Experimental Seismic Evaluation of Ceiling-Piping-Partition Nonstructural Systems
StatisticsView Usage Statistics
The seismic performance of nonstructural components plays a significant role during and after an earthquake. Damage to these systems can leave buildings inoperable, causing economic losses and extensive downtime. Therefore, it is necessary to better understand the response of these systems in order to enhance the seismic resilience of buildings. A series of full-scale system-level experiments conducted at the University of Nevada, Reno Network for Earthquake Engineering Simulation site aimed to investigate the seismic performance of integrated ceiling-piping-partition systems. A full-scale, two-story, two-by-one bay steel braced-frame test-bed structure that spanned over three biaxial shake tables was used to house the nonstructural systems. The test-bed structure was subjected to over 50 generated ground motions in a series of eight tests. The test-bed structure could be constructed into two configurations, one to produce large floor accelerations and the other to produce large inter-story drifts, affecting both acceleration and drift sensitive nonstructural systems. The responses and behaviors of ceiling-piping-partition systems were critically assessed through several design variables, configurations, and materials.
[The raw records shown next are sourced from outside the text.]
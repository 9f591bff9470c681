//! Distributed dense vector indexed by a [`DofMap`].

use super::dof_map::{DofMap, Gid};
use crate::algs::communicator::{CollectiveExt, Communicator};
use crate::algs::wire::WireEntry;
use crate::contact_error::ContactError;
use hashbrown::{HashMap, HashSet};

#[derive(Clone, Debug)]
pub struct DistVector {
    map: DofMap,
    values: Vec<f64>,
}

impl DistVector {
    pub fn zeros(map: &DofMap) -> Self {
        Self {
            map: map.clone(),
            values: vec![0.0; map.num_local()],
        }
    }

    pub fn from_values(map: &DofMap, values: Vec<f64>) -> Result<Self, ContactError> {
        if values.len() != map.num_local() {
            return Err(ContactError::MapMismatch {
                expected: format!("{} ({} local)", map.name(), map.num_local()),
                got: format!("{} values", values.len()),
            });
        }
        Ok(Self {
            map: map.clone(),
            values,
        })
    }

    pub fn map(&self) -> &DofMap {
        &self.map
    }

    pub fn values(&self) -> &[f64] {
        &self.values
    }

    pub fn values_mut(&mut self) -> &mut [f64] {
        &mut self.values
    }

    /// `(gid, value)` pairs of the local part.
    pub fn iter(&self) -> impl Iterator<Item = (Gid, f64)> + '_ {
        self.map.iter().zip(self.values.iter().copied())
    }

    pub fn get(&self, gid: Gid) -> Option<f64> {
        self.map.lid(gid).map(|l| self.values[l])
    }

    pub fn set(&mut self, gid: Gid, value: f64) -> Result<(), ContactError> {
        let l = self.map.try_lid(gid)?;
        self.values[l] = value;
        Ok(())
    }

    pub fn add(&mut self, gid: Gid, value: f64) -> Result<(), ContactError> {
        let l = self.map.try_lid(gid)?;
        self.values[l] += value;
        Ok(())
    }

    pub fn put_scalar(&mut self, value: f64) {
        self.values.iter_mut().for_each(|v| *v = value);
    }

    pub fn scale(&mut self, alpha: f64) {
        self.values.iter_mut().for_each(|v| *v *= alpha);
    }

    /// `self = alpha * x + beta * self`.
    pub fn update(&mut self, alpha: f64, x: &DistVector, beta: f64) -> Result<(), ContactError> {
        self.check_same_map(x)?;
        for (s, xv) in self.values.iter_mut().zip(&x.values) {
            *s = alpha * xv + beta * *s;
        }
        Ok(())
    }

    pub fn dot<C: Communicator>(&self, comm: &C, other: &DistVector) -> Result<f64, ContactError> {
        self.check_same_map(other)?;
        let local: f64 = self.values.iter().zip(&other.values).map(|(a, b)| a * b).sum();
        comm.sum_all(local)
    }

    pub fn norm2<C: Communicator>(&self, comm: &C) -> Result<f64, ContactError> {
        Ok(self.dot(comm, self)?.sqrt())
    }

    /// Arithmetic mean over all global entries; zero for an empty map.
    pub fn mean_value<C: Communicator>(&self, comm: &C) -> Result<f64, ContactError> {
        let sum = comm.sum_all(self.values.iter().sum::<f64>())?;
        let n = self.map.num_global();
        Ok(if n == 0 { 0.0 } else { sum / n as f64 })
    }

    /// True if every local entry is exactly zero.
    pub fn is_locally_zero(&self) -> bool {
        self.values.iter().all(|v| *v == 0.0)
    }

    /// Collective: re-express on `target`, keeping values at matching ids
    /// and zero-filling the rest. Entries without a home on `target` are
    /// dropped.
    pub fn export_to<C: Communicator>(
        &self,
        comm: &C,
        target: &DofMap,
    ) -> Result<DistVector, ContactError> {
        let mut out = DistVector::zeros(target);
        out.export_from(comm, self)?;
        Ok(out)
    }

    /// Collective: overwrite `self` with the values of `source` at matching
    /// ids; ids absent from `source` become zero.
    pub fn export_from<C: Communicator>(
        &mut self,
        comm: &C,
        source: &DistVector,
    ) -> Result<(), ContactError> {
        let incoming = source.gather_nonzeros(comm)?;
        for (g, v) in self.map.iter().zip(self.values.iter_mut()) {
            *v = incoming.get(&g).copied().unwrap_or(0.0);
        }
        Ok(())
    }

    /// Collective: like [`export_to`](Self::export_to), also reporting how
    /// many nonzero source entries found no home on `target` on any rank.
    pub fn export_to_counting_lost<C: Communicator>(
        &self,
        comm: &C,
        target: &DofMap,
    ) -> Result<(DistVector, usize), ContactError> {
        let out = self.export_to(comm, target)?;
        let homes: HashSet<Gid> = target.gather_all(comm)?.into_iter().collect();
        let lost = self
            .iter()
            .filter(|(g, v)| *v != 0.0 && !homes.contains(g))
            .count();
        Ok((out, comm.sum_all(lost as u64)? as usize))
    }

    fn gather_nonzeros<C: Communicator>(&self, comm: &C) -> Result<HashMap<Gid, f64>, ContactError> {
        let local: Vec<WireEntry> = self
            .iter()
            .filter(|(_, v)| *v != 0.0)
            .map(|(g, v)| WireEntry::new(g, v))
            .collect();
        Ok(comm
            .all_gather_pod(&local)?
            .into_iter()
            .flatten()
            .map(|e| (e.gid(), e.value()))
            .collect())
    }

    fn check_same_map(&self, other: &DistVector) -> Result<(), ContactError> {
        if self.map.gids() != other.map.gids() {
            return Err(ContactError::MapMismatch {
                expected: self.map.name().to_string(),
                got: other.map.name().to_string(),
            });
        }
        Ok(())
    }
}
The degree of damage observed during testing was used as an evaluation of the performance of nonstructural components.Post processing of experimental data led to results including acceleration amplification factors, seismic fragility analysis, and overall performance of nonstructural systems. Three significant findings from this experiment are as follows: 1) ceiling systems with pop rivet connections have a lower probability of failure compared to seismic clips, 2) pipe joints with 2.0 in. (50.8 mm) diameter pipes have the greatest probability of rotation failure compared to other diameter pipes, and 3) acceleration amplification factors for out-of-plane partition walls are comparable with the recommended amplification suggested by the ASCE 7-10 code for flexible components.